(Recorded information Opens)
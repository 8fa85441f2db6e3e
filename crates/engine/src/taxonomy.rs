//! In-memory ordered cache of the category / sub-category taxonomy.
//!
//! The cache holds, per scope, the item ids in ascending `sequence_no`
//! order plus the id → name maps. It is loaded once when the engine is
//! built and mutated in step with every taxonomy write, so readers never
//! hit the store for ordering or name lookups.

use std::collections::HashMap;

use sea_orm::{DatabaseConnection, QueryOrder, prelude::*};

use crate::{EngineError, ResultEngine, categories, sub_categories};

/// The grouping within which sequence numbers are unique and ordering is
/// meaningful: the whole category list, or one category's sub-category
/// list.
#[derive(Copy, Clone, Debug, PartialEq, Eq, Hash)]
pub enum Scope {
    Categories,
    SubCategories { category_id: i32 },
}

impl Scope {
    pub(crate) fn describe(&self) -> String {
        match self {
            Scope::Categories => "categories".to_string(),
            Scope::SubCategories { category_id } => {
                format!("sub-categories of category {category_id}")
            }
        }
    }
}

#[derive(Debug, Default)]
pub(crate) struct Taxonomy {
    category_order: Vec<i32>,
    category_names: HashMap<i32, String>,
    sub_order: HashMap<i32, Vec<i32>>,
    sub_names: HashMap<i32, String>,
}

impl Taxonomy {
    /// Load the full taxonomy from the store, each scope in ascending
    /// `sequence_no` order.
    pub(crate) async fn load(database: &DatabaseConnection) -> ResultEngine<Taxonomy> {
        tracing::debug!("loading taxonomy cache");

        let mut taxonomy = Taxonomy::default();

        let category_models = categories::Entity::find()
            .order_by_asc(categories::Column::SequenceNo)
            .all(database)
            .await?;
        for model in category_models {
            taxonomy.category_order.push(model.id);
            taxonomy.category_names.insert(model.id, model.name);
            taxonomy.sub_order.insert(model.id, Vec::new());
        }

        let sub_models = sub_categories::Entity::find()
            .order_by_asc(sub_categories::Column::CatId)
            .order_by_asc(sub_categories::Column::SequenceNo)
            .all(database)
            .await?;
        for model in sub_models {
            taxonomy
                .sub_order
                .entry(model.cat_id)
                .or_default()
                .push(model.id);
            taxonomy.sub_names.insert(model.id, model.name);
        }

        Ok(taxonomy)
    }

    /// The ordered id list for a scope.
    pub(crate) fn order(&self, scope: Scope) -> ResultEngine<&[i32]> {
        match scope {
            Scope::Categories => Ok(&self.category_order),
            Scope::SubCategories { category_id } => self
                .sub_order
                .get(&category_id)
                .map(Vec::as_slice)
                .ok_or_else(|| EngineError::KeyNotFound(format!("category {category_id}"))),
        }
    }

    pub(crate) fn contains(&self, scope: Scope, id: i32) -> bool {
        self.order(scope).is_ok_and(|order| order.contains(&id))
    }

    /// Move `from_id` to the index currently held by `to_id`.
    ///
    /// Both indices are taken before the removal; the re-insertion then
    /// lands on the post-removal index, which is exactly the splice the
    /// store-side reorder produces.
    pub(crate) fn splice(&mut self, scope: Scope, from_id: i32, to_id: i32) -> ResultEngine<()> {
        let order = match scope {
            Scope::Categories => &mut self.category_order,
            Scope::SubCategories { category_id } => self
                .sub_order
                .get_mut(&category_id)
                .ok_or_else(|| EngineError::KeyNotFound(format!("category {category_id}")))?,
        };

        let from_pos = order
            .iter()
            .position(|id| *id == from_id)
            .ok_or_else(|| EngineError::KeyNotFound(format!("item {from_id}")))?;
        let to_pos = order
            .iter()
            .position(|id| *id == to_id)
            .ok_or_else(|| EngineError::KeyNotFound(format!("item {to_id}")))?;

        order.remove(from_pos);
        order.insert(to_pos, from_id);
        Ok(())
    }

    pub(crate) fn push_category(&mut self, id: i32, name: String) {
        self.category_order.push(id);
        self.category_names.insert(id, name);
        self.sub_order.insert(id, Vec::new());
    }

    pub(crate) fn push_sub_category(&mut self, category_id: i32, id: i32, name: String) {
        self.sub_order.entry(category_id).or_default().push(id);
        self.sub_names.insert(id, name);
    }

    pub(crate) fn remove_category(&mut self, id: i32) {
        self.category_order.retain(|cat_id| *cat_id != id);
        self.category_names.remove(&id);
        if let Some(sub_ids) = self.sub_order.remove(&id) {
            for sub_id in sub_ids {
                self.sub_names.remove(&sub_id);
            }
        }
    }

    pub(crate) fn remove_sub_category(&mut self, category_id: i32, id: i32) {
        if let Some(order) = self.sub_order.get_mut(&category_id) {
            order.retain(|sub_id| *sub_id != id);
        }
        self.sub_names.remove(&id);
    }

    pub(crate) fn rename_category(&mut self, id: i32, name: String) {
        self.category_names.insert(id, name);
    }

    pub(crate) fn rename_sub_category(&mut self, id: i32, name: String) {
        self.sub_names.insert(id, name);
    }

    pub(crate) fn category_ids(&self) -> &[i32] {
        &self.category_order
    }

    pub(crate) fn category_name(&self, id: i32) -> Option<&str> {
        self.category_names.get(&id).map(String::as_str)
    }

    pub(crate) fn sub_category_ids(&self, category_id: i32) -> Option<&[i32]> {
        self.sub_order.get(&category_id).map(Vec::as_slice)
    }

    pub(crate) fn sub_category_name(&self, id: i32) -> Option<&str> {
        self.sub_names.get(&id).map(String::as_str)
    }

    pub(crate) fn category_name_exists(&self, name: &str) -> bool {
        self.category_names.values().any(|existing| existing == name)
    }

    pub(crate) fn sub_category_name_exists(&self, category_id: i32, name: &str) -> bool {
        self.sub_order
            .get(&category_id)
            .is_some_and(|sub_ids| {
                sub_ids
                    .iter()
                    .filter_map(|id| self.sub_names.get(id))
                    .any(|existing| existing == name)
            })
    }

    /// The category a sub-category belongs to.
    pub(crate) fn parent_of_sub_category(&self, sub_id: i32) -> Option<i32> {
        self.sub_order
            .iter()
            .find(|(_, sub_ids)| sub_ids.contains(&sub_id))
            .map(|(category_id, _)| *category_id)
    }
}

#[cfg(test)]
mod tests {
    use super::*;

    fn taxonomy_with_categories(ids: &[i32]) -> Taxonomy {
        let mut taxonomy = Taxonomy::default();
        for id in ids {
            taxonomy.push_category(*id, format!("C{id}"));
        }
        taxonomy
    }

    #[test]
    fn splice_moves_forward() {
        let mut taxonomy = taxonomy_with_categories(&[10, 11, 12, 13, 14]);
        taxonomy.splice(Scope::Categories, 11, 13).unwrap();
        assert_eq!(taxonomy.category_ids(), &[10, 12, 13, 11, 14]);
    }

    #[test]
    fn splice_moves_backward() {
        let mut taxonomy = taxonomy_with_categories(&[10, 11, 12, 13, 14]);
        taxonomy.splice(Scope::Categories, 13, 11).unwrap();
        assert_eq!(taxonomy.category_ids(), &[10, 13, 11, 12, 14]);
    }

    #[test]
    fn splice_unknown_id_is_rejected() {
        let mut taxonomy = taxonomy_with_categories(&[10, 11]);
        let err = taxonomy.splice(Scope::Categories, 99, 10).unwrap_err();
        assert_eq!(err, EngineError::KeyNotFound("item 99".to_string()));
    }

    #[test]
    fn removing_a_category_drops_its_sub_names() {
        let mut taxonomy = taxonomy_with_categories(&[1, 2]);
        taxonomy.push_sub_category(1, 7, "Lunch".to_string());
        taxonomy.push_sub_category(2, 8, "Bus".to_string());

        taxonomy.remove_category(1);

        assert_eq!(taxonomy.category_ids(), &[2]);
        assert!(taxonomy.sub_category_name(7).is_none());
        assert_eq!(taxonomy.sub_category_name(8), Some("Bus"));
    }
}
(Recorded information Closes)
→ Brief: Would you set the entries down again, exactly as they were written?

→ The completed task:
repository 8fa85441f2db6e3e
filename crates/engine/src/taxonomy.rs
//! In-memory ordered cache of the category / sub-category taxonomy.
//!
//! The cache holds, per scope, the item ids in ascending `sequence_no`
//! order plus the id → name maps. It is loaded once when the engine is
//! built and mutated in step with every taxonomy write, so readers never
//! hit the store for ordering or name lookups.

use std::collections::HashMap;

use sea_orm::{DatabaseConnection, QueryOrder, prelude::*};

use crate::{EngineError, ResultEngine, categories, sub_categories};

/// The grouping within which sequence numbers are unique and ordering is
/// meaningful: the whole category list, or one category's sub-category
/// list.
#[derive(Copy, Clone, Debug, PartialEq, Eq, Hash)]
pub enum Scope {
    Categories,
    SubCategories { category_id: i32 },
}

impl Scope {
    pub(crate) fn describe(&self) -> String {
        match self {
            Scope::Categories => "categories".to_string(),
            Scope::SubCategories { category_id } => {
                format!("sub-categories of category {category_id}")
            }
        }
    }
}

#[derive(Debug, Default)]
pub(crate) struct Taxonomy {
    category_order: Vec<i32>,
    category_names: HashMap<i32, String>,
    sub_order: HashMap<i32, Vec<i32>>,
    sub_names: HashMap<i32, String>,
}

impl Taxonomy {
    /// Load the full taxonomy from the store, each scope in ascending
    /// `sequence_no` order.
    pub(crate) async fn load(database: &DatabaseConnection) -> ResultEngine<Taxonomy> {
        tracing::debug!("loading taxonomy cache");

        let mut taxonomy = Taxonomy::default();

        let category_models = categories::Entity::find()
            .order_by_asc(categories::Column::SequenceNo)
            .all(database)
            .await?;
        for model in category_models {
            taxonomy.category_order.push(model.id);
            taxonomy.category_names.insert(model.id, model.name);
            taxonomy.sub_order.insert(model.id, Vec::new());
        }

        let sub_models = sub_categories::Entity::find()
            .order_by_asc(sub_categories::Column::CatId)
            .order_by_asc(sub_categories::Column::SequenceNo)
            .all(database)
            .await?;
        for model in sub_models {
            taxonomy
                .sub_order
                .entry(model.cat_id)
                .or_default()
                .push(model.id);
            taxonomy.sub_names.insert(model.id, model.name);
        }

        Ok(taxonomy)
    }

    /// The ordered id list for a scope.
    pub(crate) fn order(&self, scope: Scope) -> ResultEngine<&[i32]> {
        match scope {
            Scope::Categories => Ok(&self.category_order),
            Scope::SubCategories { category_id } => self
                .sub_order
                .get(&category_id)
                .map(Vec::as_slice)
                .ok_or_else(|| EngineError::KeyNotFound(format!("category {category_id}"))),
        }
    }

    pub(crate) fn contains(&self, scope: Scope, id: i32) -> bool {
        self.order(scope).is_ok_and(|order| order.contains(&id))
    }

    /// Move `from_id` to the index currently held by `to_id`.
    ///
    /// Both indices are taken before the removal; the re-insertion then
    /// lands on the post-removal index, which is exactly the splice the
    /// store-side reorder produces.
    pub(crate) fn splice(&mut self, scope: Scope, from_id: i32, to_id: i32) -> ResultEngine<()> {
        let order = match scope {
            Scope::Categories => &mut self.category_order,
            Scope::SubCategories { category_id } => self
                .sub_order
                .get_mut(&category_id)
                .ok_or_else(|| EngineError::KeyNotFound(format!("category {category_id}")))?,
        };

        let from_pos = order
            .iter()
            .position(|id| *id == from_id)
            .ok_or_else(|| EngineError::KeyNotFound(format!("item {from_id}")))?;
        let to_pos = order
            .iter()
            .position(|id| *id == to_id)
            .ok_or_else(|| EngineError::KeyNotFound(format!("item {to_id}")))?;

        order.remove(from_pos);
        order.insert(to_pos, from_id);
        Ok(())
    }

    pub(crate) fn push_category(&mut self, id: i32, name: String) {
        self.category_order.push(id);
        self.category_names.insert(id, name);
        self.sub_order.insert(id, Vec::new());
    }

    pub(crate) fn push_sub_category(&mut self, category_id: i32, id: i32, name: String) {
        self.sub_order.entry(category_id).or_default().push(id);
        self.sub_names.insert(id, name);
    }

    pub(crate) fn remove_category(&mut self, id: i32) {
        self.category_order.retain(|cat_id| *cat_id != id);
        self.category_names.remove(&id);
        if let Some(sub_ids) = self.sub_order.remove(&id) {
            for sub_id in sub_ids {
                self.sub_names.remove(&sub_id);
            }
        }
    }

    pub(crate) fn remove_sub_category(&mut self, category_id: i32, id: i32) {
        if let Some(order) = self.sub_order.get_mut(&category_id) {
            order.retain(|sub_id| *sub_id != id);
        }
        self.sub_names.remove(&id);
    }

    pub(crate) fn rename_category(&mut self, id: i32, name: String) {
        self.category_names.insert(id, name);
    }

    pub(crate) fn rename_sub_category(&mut self, id: i32, name: String) {
        self.sub_names.insert(id, name);
    }

    pub(crate) fn category_ids(&self) -> &[i32] {
        &self.category_order
    }

    pub(crate) fn category_name(&self, id: i32) -> Option<&str> {
        self.category_names.get(&id).map(String::as_str)
    }

    pub(crate) fn sub_category_ids(&self, category_id: i32) -> Option<&[i32]> {
        self.sub_order.get(&category_id).map(Vec::as_slice)
    }

    pub(crate) fn sub_category_name(&self, id: i32) -> Option<&str> {
        self.sub_names.get(&id).map(String::as_str)
    }

    pub(crate) fn category_name_exists(&self, name: &str) -> bool {
        self.category_names.values().any(|existing| existing == name)
    }

    pub(crate) fn sub_category_name_exists(&self, category_id: i32, name: &str) -> bool {
        self.sub_order
            .get(&category_id)
            .is_some_and(|sub_ids| {
                sub_ids
                    .iter()
                    .filter_map(|id| self.sub_names.get(id))
                    .any(|existing| existing == name)
            })
    }

    /// The category a sub-category belongs to.
    pub(crate) fn parent_of_sub_category(&self, sub_id: i32) -> Option<i32> {
        self.sub_order
            .iter()
            .find(|(_, sub_ids)| sub_ids.contains(&sub_id))
            .map(|(category_id, _)| *category_id)
    }
}

#[cfg(test)]
mod tests {
    use super::*;

    fn taxonomy_with_categories(ids: &[i32]) -> Taxonomy {
        let mut taxonomy = Taxonomy::default();
        for id in ids {
            taxonomy.push_category(*id, format!("C{id}"));
        }
        taxonomy
    }

    #[test]
    fn splice_moves_forward() {
        let mut taxonomy = taxonomy_with_categories(&[10, 11, 12, 13, 14]);
        taxonomy.splice(Scope::Categories, 11, 13).unwrap();
        assert_eq!(taxonomy.category_ids(), &[10, 12, 13, 11, 14]);
    }

    #[test]
    fn splice_moves_backward() {
        let mut taxonomy = taxonomy_with_categories(&[10, 11, 12, 13, 14]);
        taxonomy.splice(Scope::Categories, 13, 11).unwrap();
        assert_eq!(taxonomy.category_ids(), &[10, 13, 11, 12, 14]);
    }

    #[test]
    fn splice_unknown_id_is_rejected() {
        let mut taxonomy = taxonomy_with_categories(&[10, 11]);
        let err = taxonomy.splice(Scope::Categories, 99, 10).unwrap_err();
        assert_eq!(err, EngineError::KeyNotFound("item 99".to_string()));
    }

    #[test]
    fn removing_a_category_drops_its_sub_names() {
        let mut taxonomy = taxonomy_with_categories(&[1, 2]);
        taxonomy.push_sub_category(1, 7, "Lunch".to_string());
        taxonomy.push_sub_category(2, 8, "Bus".to_string());

        taxonomy.remove_category(1);

        assert_eq!(taxonomy.category_ids(), &[2]);
        assert!(taxonomy.sub_category_name(7).is_none());
        assert_eq!(taxonomy.sub_category_name(8), Some("Bus"));
    }
}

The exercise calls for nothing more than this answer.